_To do_
For the listing that follows, give again exactly the lines from the one with "after the commit" to the one with "pub use topics::EscrowReleasedData;", including both.

Segment Start: Given entries

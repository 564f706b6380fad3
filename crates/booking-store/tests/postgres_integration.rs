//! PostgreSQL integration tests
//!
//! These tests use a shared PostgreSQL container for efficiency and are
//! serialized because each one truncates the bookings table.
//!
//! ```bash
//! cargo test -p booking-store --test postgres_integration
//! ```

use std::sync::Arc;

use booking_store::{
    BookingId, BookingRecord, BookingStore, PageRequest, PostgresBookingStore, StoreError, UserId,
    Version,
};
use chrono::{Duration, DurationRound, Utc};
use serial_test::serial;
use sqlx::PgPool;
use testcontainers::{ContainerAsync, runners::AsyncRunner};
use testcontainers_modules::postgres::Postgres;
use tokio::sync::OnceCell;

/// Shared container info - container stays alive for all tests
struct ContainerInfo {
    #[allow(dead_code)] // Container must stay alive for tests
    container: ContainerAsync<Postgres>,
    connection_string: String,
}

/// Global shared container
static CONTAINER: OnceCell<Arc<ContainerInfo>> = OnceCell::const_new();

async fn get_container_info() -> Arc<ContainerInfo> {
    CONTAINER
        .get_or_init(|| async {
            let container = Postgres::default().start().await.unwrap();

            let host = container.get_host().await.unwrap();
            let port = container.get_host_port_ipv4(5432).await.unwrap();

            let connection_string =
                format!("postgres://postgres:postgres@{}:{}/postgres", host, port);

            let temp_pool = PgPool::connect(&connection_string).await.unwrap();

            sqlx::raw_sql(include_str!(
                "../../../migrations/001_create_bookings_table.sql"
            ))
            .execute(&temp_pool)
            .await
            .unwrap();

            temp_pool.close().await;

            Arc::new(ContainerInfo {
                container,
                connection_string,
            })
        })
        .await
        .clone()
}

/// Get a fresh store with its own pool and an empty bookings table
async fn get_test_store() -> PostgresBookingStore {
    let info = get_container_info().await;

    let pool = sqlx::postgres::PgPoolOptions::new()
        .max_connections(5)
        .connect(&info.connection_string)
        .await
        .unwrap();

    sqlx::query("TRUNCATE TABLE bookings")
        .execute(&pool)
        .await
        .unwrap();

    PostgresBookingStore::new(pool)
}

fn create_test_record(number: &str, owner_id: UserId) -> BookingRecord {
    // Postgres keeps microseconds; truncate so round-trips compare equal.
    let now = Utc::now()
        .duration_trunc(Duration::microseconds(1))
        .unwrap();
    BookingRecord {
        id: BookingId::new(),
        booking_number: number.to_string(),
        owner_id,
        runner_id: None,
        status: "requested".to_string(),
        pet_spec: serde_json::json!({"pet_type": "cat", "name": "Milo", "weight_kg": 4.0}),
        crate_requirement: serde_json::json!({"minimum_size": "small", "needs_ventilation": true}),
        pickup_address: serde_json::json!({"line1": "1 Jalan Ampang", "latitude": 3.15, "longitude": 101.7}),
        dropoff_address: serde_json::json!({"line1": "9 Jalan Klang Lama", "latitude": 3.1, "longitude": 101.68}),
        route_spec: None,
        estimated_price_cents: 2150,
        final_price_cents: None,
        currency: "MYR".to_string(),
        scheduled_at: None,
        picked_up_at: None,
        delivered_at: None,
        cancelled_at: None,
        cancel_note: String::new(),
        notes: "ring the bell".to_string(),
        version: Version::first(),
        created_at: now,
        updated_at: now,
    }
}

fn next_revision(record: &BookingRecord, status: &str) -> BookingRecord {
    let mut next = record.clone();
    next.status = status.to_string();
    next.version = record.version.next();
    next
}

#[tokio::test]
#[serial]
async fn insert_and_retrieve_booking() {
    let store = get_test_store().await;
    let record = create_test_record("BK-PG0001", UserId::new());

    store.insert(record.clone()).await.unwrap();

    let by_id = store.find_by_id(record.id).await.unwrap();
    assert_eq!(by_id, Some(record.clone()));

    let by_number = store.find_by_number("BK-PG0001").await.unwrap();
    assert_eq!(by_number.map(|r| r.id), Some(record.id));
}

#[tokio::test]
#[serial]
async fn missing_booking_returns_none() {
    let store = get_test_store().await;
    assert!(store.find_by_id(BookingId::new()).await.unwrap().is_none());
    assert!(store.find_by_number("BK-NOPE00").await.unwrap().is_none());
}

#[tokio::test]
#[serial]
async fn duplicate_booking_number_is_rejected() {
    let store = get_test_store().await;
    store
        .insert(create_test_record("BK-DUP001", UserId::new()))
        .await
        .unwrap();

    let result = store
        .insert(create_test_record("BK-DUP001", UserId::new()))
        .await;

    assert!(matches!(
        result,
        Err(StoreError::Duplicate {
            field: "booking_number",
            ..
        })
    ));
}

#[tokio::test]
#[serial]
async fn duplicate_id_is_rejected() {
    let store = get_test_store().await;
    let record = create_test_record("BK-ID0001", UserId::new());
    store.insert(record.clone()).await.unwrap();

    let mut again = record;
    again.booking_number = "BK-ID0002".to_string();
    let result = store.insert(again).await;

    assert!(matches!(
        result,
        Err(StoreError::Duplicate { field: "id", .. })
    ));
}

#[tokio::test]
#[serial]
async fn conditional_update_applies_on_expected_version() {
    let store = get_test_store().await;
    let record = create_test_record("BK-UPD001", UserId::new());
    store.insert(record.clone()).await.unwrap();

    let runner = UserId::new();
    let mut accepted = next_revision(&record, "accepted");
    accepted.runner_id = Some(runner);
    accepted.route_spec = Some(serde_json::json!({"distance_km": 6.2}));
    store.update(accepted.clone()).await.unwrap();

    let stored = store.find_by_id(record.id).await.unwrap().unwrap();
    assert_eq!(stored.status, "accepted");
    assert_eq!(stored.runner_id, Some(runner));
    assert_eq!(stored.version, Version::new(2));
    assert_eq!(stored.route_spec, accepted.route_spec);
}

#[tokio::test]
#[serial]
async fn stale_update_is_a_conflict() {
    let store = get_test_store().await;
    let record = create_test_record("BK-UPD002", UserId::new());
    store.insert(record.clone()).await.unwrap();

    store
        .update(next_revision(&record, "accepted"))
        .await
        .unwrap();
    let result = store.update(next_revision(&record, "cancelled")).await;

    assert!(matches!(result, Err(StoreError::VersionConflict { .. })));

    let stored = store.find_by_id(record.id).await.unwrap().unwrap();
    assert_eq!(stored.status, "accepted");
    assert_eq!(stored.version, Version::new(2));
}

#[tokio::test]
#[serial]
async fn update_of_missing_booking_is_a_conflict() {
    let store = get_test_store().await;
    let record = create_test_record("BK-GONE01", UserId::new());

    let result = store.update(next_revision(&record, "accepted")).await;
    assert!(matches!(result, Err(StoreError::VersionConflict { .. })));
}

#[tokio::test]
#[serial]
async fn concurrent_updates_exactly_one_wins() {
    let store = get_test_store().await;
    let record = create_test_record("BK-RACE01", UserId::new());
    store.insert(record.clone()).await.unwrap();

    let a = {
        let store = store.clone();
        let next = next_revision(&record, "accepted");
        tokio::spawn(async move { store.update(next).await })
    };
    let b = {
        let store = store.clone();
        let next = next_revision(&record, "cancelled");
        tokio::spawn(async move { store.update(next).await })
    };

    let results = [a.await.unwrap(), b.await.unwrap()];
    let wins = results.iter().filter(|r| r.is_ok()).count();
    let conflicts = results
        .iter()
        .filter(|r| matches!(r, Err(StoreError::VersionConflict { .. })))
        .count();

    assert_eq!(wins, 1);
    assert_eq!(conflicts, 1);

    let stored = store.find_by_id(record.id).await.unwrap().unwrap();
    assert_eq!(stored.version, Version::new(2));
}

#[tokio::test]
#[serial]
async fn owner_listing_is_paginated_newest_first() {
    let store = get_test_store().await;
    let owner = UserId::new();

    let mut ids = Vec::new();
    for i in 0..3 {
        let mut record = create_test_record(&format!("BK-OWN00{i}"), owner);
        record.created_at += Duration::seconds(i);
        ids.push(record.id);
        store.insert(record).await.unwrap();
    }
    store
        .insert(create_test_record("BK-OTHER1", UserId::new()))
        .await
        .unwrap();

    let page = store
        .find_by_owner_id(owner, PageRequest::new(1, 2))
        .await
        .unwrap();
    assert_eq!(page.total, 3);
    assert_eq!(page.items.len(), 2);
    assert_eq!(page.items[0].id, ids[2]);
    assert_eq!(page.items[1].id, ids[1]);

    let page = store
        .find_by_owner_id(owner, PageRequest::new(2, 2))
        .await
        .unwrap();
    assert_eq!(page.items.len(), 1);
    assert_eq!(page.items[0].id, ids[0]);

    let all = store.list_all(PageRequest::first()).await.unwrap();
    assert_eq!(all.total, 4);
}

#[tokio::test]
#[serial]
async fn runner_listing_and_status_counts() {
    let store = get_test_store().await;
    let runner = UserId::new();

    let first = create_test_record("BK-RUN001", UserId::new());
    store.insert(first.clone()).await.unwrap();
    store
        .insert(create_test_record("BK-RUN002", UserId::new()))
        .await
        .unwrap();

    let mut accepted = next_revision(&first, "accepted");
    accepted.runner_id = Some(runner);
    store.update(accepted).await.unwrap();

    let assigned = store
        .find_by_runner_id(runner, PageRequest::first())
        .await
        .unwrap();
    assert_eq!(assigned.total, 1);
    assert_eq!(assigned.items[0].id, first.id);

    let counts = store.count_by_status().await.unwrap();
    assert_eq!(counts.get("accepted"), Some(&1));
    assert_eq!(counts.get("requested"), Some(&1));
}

Segment End: Given entries
Segment Start: Given entries

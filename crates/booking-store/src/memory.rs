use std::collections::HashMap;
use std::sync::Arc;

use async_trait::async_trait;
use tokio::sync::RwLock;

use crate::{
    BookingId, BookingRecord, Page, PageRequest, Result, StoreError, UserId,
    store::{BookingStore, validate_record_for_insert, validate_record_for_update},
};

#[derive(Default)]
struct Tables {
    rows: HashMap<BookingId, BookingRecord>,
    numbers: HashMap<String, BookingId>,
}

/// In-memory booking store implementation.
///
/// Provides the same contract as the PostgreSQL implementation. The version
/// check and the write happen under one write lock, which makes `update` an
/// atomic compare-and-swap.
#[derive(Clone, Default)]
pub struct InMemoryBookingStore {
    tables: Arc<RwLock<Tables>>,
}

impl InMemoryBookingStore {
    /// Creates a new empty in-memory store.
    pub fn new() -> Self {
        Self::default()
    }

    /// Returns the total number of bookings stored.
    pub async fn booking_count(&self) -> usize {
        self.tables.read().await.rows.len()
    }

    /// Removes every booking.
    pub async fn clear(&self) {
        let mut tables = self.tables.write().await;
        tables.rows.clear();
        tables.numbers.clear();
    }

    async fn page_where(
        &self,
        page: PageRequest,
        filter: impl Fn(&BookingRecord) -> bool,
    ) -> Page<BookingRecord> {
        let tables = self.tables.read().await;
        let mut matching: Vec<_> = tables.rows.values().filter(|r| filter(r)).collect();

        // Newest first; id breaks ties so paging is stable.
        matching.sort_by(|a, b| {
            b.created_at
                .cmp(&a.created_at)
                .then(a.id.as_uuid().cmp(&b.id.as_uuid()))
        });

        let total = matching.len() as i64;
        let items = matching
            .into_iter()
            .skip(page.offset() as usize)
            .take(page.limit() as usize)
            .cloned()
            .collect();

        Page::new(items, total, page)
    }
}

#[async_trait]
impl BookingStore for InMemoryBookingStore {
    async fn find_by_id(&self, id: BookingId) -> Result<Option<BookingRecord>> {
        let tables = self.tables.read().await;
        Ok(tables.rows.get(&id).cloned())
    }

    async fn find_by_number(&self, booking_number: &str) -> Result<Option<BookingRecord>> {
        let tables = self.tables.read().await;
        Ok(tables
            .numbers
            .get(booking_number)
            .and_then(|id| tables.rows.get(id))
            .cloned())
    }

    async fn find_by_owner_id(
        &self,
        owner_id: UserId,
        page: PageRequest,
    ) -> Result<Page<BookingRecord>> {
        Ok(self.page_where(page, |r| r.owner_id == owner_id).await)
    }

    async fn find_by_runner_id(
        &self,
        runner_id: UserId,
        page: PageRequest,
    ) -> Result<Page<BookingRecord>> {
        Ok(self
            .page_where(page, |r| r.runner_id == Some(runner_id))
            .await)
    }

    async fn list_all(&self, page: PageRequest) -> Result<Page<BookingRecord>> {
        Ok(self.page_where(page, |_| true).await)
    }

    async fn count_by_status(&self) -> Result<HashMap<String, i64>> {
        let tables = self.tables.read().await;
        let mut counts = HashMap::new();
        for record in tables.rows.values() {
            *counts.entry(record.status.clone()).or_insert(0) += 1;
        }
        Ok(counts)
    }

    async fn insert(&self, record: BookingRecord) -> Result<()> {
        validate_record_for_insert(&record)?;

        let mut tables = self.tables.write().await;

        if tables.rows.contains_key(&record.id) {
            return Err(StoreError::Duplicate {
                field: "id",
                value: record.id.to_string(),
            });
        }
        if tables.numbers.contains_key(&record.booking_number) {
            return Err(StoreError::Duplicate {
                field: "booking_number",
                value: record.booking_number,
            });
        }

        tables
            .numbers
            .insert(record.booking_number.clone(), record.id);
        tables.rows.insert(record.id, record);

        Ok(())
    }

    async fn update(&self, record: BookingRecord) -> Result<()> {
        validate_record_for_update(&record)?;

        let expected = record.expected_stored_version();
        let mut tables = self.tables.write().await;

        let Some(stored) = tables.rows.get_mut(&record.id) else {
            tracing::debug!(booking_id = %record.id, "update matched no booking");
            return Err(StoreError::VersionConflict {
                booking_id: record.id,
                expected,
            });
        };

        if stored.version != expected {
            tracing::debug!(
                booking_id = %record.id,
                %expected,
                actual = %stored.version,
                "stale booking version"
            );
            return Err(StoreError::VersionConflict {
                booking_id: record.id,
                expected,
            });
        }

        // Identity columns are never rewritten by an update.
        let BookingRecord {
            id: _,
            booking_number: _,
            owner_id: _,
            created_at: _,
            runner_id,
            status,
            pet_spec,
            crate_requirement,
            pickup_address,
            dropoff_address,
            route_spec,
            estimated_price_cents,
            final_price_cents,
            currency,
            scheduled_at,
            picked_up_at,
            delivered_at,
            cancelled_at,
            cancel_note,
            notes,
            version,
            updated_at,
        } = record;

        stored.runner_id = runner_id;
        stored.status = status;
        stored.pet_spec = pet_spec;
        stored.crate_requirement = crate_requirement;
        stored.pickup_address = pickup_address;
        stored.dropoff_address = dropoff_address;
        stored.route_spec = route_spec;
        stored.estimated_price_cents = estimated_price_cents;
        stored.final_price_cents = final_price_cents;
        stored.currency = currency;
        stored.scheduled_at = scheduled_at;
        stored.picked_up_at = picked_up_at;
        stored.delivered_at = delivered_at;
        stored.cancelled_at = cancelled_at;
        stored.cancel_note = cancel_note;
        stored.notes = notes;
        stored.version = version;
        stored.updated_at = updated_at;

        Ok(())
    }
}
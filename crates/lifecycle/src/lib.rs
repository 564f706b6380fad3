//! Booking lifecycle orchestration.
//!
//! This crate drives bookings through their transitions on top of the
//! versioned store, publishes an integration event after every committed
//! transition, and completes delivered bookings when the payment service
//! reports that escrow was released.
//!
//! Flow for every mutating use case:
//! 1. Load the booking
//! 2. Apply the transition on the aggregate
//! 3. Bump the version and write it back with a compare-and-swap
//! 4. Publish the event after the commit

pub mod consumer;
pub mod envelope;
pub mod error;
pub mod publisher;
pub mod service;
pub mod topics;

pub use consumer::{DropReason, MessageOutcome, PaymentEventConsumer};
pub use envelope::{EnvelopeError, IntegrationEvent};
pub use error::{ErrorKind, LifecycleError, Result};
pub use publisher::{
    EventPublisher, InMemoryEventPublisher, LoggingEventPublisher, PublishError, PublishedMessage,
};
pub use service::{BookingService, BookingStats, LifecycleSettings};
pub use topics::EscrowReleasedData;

Segment End: Given entries

_Your response_
//! 4. Publish the event after the commit

pub mod consumer;
pub mod envelope;
pub mod error;
pub mod publisher;
pub mod service;
pub mod topics;

pub use consumer::{DropReason, MessageOutcome, PaymentEventConsumer};
pub use envelope::{EnvelopeError, IntegrationEvent};
pub use error::{ErrorKind, LifecycleError, Result};
pub use publisher::{
    EventPublisher, InMemoryEventPublisher, LoggingEventPublisher, PublishError, PublishedMessage,
};
pub use service::{BookingService, BookingStats, LifecycleSettings};
pub use topics::EscrowReleasedData;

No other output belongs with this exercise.